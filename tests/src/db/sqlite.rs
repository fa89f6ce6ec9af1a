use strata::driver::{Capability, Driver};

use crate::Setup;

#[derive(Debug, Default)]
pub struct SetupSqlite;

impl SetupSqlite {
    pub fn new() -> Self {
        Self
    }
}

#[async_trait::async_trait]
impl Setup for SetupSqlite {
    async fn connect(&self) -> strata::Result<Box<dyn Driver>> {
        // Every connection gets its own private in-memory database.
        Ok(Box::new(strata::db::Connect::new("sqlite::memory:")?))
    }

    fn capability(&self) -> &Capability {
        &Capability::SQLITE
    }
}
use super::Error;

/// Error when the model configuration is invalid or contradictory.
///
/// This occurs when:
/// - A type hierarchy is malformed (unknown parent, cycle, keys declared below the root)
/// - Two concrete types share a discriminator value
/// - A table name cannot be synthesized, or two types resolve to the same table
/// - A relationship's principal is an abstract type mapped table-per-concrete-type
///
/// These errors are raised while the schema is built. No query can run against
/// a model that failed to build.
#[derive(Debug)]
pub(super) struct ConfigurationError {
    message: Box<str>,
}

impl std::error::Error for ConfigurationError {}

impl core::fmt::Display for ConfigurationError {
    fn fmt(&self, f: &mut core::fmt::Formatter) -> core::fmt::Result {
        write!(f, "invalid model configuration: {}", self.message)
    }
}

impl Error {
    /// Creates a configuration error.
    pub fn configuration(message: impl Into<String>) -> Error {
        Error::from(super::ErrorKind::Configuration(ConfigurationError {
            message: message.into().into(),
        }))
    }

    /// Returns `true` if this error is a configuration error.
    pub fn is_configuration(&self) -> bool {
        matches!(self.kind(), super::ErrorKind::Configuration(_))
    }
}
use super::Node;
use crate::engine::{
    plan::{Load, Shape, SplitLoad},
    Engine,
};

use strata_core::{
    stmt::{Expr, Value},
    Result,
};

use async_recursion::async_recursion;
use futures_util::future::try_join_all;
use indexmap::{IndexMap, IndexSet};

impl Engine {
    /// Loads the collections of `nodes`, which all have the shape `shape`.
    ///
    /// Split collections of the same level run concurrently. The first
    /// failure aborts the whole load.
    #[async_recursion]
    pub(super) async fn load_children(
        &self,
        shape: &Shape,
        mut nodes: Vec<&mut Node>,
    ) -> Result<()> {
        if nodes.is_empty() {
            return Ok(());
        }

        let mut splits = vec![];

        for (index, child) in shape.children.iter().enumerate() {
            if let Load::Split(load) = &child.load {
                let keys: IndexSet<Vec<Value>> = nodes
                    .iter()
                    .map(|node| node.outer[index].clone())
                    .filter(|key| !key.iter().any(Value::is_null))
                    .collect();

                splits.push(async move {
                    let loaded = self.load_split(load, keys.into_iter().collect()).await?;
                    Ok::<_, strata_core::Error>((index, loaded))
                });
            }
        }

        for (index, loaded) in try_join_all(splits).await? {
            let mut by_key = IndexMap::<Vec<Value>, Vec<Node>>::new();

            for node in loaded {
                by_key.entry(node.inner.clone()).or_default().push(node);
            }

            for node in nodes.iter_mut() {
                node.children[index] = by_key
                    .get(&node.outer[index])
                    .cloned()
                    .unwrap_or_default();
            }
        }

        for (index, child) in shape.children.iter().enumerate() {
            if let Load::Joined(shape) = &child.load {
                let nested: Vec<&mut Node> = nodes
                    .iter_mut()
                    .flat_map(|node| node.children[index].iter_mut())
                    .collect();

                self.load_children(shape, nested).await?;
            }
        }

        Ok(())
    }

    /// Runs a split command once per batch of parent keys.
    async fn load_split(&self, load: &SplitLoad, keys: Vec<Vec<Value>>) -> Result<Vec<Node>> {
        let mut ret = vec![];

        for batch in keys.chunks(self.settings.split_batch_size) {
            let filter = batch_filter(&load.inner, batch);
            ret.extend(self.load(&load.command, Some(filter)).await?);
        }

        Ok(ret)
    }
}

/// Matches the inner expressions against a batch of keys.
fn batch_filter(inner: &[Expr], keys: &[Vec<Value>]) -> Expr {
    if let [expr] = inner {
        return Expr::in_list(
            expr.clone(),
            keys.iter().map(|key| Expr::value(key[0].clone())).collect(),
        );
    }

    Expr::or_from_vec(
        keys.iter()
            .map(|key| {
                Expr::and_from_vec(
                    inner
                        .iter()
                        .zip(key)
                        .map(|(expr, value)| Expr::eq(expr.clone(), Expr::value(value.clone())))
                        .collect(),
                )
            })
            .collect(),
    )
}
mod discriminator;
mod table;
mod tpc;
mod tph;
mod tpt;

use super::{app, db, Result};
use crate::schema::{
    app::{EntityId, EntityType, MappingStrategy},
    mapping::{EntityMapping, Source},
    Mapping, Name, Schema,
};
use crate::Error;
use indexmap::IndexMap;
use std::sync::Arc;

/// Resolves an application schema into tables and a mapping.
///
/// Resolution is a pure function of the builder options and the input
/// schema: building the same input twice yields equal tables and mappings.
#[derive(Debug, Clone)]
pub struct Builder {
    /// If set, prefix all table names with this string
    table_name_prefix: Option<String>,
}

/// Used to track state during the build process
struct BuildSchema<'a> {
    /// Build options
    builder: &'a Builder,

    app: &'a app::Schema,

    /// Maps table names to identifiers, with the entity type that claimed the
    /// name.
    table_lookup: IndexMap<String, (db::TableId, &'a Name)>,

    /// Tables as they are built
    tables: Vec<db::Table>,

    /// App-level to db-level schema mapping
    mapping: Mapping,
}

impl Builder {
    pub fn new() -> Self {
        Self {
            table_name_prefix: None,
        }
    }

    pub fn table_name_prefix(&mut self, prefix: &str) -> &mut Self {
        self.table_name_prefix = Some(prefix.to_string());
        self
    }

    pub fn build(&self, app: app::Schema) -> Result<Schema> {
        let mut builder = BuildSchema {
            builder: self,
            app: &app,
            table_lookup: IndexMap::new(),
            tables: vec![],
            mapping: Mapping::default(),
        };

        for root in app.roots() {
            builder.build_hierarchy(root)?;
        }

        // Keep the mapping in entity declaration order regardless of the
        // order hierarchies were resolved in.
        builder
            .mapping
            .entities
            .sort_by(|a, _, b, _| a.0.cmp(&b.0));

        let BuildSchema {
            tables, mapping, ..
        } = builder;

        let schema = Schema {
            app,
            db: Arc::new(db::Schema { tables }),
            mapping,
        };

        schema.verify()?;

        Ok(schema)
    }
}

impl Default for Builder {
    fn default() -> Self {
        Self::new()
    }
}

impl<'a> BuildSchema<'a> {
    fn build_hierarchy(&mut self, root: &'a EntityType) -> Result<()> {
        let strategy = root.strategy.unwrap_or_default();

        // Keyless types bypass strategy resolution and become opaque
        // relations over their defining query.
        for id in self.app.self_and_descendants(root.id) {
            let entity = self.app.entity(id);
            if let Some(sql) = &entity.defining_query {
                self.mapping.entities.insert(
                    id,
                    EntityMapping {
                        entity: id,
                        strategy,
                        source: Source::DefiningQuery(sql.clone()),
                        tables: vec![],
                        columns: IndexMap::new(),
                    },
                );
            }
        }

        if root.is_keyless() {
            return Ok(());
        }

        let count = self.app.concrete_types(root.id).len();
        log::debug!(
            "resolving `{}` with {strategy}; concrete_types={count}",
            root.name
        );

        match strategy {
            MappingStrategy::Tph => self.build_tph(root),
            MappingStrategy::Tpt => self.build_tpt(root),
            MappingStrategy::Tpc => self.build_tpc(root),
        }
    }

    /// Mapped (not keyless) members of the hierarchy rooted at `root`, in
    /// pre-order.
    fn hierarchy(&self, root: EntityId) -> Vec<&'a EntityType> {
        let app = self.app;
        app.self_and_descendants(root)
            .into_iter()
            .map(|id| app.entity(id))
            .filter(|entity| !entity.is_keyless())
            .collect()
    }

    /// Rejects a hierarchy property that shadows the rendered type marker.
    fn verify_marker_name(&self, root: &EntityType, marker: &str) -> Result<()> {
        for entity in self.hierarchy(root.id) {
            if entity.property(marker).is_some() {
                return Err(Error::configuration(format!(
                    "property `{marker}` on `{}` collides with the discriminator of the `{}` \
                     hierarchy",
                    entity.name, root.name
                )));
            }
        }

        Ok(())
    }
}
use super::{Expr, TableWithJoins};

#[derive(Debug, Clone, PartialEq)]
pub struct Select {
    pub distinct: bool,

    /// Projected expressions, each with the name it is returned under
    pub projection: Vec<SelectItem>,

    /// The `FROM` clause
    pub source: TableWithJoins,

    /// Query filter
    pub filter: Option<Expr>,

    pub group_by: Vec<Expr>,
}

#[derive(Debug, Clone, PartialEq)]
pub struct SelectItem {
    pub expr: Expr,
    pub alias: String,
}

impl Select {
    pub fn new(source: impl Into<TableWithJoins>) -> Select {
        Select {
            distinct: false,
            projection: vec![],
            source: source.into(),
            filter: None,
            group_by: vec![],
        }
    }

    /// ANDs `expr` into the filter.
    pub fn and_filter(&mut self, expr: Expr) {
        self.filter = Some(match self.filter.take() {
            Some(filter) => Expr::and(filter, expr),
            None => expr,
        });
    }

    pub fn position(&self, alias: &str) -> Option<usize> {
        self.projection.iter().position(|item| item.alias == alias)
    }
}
■ ■ ■
▸ TASK OBJECTIVE: Reproduce every line from the preceding data in which the word "names" can be found.

▸ COMPLETED EXERCISE:
    /// If set, prefix all table names with this string
    /// Maps table names to identifiers, with the entity type that claimed the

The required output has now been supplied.